» **YOUR INSTRUCTIONS**:
Lines in the entries below where the word "ExternalCalendarRef" shows up should each be copied.

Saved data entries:
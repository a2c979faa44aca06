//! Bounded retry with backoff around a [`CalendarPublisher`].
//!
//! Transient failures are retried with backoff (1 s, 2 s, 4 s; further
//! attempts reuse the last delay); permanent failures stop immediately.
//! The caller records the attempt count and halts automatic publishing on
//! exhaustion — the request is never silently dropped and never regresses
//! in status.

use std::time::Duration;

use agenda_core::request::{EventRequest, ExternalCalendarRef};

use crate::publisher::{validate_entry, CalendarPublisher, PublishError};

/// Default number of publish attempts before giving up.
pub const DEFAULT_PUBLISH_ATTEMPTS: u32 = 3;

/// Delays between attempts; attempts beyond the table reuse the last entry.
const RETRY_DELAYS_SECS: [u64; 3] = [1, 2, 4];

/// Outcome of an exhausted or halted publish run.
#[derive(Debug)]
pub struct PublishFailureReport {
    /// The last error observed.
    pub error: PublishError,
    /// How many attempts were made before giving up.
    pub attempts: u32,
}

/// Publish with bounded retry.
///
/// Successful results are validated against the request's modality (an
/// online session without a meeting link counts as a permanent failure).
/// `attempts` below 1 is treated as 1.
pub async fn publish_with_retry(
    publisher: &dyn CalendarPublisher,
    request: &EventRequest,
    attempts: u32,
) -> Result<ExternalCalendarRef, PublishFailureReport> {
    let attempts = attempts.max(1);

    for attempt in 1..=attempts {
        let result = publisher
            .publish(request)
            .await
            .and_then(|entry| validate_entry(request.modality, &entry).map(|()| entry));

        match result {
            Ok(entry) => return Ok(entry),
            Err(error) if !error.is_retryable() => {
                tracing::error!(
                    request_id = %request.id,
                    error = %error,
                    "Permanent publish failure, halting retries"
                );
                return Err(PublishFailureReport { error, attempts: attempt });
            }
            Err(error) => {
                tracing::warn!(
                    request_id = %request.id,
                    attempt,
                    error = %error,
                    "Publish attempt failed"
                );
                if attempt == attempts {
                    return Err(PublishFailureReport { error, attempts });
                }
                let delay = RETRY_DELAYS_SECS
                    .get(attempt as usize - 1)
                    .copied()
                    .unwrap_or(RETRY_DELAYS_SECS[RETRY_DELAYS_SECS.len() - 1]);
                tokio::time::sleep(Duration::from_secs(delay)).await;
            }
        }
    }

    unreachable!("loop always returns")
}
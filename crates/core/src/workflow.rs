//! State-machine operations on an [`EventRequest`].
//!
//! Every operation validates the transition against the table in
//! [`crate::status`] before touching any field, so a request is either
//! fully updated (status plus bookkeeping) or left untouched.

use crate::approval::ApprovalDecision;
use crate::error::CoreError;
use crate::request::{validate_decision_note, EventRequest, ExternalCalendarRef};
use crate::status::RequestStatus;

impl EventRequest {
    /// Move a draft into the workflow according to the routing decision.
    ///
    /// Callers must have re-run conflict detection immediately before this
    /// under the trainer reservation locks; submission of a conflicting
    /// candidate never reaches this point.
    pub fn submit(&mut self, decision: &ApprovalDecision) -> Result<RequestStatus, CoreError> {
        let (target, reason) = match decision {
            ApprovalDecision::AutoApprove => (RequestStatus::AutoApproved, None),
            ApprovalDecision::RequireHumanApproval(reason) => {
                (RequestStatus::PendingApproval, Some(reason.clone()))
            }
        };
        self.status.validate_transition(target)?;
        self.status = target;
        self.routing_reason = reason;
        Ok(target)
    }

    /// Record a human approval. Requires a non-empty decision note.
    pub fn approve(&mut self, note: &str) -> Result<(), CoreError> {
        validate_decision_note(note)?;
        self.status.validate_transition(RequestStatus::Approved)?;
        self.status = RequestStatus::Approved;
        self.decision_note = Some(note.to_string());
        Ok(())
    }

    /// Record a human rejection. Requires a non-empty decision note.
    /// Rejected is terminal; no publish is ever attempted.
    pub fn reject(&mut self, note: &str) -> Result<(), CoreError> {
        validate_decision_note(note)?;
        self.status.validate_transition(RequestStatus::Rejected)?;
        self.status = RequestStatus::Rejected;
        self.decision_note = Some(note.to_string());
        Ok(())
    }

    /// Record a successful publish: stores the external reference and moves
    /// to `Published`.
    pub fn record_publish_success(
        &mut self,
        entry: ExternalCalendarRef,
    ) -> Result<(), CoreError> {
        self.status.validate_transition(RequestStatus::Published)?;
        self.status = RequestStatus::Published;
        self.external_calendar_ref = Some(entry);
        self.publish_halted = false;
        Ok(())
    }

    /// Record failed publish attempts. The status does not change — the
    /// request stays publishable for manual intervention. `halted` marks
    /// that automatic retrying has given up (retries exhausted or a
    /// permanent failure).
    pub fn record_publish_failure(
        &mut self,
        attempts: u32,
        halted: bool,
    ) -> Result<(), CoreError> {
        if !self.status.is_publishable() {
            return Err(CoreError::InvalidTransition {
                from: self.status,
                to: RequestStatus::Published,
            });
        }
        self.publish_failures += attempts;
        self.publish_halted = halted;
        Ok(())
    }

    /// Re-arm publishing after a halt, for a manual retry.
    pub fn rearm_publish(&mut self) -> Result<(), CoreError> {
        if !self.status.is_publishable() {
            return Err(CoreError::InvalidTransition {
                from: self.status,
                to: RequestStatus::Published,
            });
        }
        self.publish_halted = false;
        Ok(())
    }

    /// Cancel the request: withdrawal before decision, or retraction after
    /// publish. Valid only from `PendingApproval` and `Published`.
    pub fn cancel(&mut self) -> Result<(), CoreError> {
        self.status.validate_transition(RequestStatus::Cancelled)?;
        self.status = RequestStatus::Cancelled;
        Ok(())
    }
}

--

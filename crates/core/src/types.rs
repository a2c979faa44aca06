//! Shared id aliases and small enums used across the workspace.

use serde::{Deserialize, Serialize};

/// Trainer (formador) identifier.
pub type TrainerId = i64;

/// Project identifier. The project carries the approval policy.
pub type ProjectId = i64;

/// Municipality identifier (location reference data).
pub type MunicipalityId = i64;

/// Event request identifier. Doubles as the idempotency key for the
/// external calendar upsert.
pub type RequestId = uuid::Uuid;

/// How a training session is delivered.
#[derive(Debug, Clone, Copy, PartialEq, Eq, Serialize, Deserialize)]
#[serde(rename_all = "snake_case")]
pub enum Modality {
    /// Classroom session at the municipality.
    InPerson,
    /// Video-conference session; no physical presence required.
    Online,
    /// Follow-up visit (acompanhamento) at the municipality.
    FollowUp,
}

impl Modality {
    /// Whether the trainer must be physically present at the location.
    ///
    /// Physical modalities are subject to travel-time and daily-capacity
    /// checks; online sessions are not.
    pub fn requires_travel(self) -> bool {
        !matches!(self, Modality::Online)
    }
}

» **RESPONSE TO THE TASK**:
use agenda_core::request::{EventRequest, ExternalCalendarRef};
) -> Result<ExternalCalendarRef, PublishFailureReport> {
use crate::request::{validate_decision_note, EventRequest, ExternalCalendarRef};
        entry: ExternalCalendarRef,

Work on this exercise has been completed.